__Exercise goal__: Line filter on the word "wake": copy each matching line from the entries.

Source records:
..............................

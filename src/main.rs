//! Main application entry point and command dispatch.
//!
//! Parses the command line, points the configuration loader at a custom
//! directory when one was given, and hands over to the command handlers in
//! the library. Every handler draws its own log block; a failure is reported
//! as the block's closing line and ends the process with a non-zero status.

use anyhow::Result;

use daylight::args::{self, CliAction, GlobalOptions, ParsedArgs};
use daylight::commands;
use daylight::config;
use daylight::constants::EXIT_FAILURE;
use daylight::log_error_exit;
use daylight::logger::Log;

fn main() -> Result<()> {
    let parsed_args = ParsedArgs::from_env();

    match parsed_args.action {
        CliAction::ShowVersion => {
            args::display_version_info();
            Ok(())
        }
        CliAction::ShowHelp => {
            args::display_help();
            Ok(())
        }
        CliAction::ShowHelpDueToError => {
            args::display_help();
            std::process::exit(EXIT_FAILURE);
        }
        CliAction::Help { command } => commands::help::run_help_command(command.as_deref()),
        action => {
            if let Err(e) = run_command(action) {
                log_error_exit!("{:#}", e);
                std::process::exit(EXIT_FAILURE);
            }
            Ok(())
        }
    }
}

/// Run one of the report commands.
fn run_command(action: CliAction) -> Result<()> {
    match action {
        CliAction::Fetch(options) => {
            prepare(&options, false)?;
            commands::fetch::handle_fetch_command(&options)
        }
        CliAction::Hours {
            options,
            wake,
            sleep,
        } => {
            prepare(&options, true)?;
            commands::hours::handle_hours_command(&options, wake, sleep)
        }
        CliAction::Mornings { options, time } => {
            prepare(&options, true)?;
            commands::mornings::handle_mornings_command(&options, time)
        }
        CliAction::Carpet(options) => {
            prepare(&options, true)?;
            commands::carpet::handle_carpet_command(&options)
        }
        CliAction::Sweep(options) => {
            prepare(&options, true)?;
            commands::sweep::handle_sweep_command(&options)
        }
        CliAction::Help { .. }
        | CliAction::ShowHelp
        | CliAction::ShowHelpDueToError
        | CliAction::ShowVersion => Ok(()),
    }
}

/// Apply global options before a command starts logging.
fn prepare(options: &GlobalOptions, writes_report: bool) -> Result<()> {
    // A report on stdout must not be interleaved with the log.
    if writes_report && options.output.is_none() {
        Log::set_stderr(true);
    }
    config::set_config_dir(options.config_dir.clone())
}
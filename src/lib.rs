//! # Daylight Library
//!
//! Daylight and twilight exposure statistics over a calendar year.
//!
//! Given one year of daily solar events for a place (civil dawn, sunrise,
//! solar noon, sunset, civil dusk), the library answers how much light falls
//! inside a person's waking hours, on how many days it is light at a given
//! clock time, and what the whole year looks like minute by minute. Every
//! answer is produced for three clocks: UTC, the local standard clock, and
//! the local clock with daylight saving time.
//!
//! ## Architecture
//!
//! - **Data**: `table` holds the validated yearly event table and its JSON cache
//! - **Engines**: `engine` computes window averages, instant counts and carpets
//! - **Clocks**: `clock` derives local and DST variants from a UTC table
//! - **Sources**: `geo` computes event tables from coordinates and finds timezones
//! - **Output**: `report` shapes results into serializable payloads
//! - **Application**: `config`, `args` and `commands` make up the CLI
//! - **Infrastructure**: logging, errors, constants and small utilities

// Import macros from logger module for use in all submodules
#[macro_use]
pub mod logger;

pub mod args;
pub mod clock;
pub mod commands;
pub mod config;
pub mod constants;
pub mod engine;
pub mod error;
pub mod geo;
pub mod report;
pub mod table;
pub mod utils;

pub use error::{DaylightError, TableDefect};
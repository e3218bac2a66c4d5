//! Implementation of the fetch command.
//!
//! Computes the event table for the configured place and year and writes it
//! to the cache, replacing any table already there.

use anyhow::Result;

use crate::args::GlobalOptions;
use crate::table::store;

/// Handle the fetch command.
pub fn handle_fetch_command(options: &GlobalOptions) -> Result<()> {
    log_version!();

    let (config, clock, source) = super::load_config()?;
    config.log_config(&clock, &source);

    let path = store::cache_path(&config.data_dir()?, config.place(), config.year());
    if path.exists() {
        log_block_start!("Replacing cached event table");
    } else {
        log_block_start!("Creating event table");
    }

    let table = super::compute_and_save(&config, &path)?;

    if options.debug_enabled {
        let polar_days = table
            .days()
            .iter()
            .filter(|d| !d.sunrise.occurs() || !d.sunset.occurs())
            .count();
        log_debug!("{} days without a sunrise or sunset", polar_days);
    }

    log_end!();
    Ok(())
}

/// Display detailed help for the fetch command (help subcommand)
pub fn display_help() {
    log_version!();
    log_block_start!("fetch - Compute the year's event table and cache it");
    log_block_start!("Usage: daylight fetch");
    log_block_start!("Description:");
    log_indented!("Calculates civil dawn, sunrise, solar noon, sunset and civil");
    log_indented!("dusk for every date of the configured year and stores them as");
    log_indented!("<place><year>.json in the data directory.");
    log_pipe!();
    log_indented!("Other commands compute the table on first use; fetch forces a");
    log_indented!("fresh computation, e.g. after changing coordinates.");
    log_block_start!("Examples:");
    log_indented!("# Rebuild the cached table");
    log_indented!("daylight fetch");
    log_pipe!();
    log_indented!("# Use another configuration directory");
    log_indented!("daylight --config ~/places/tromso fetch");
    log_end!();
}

..............................

__Solution to the problem__:
            wake,
            commands::hours::handle_hours_command(&options, wake, sleep)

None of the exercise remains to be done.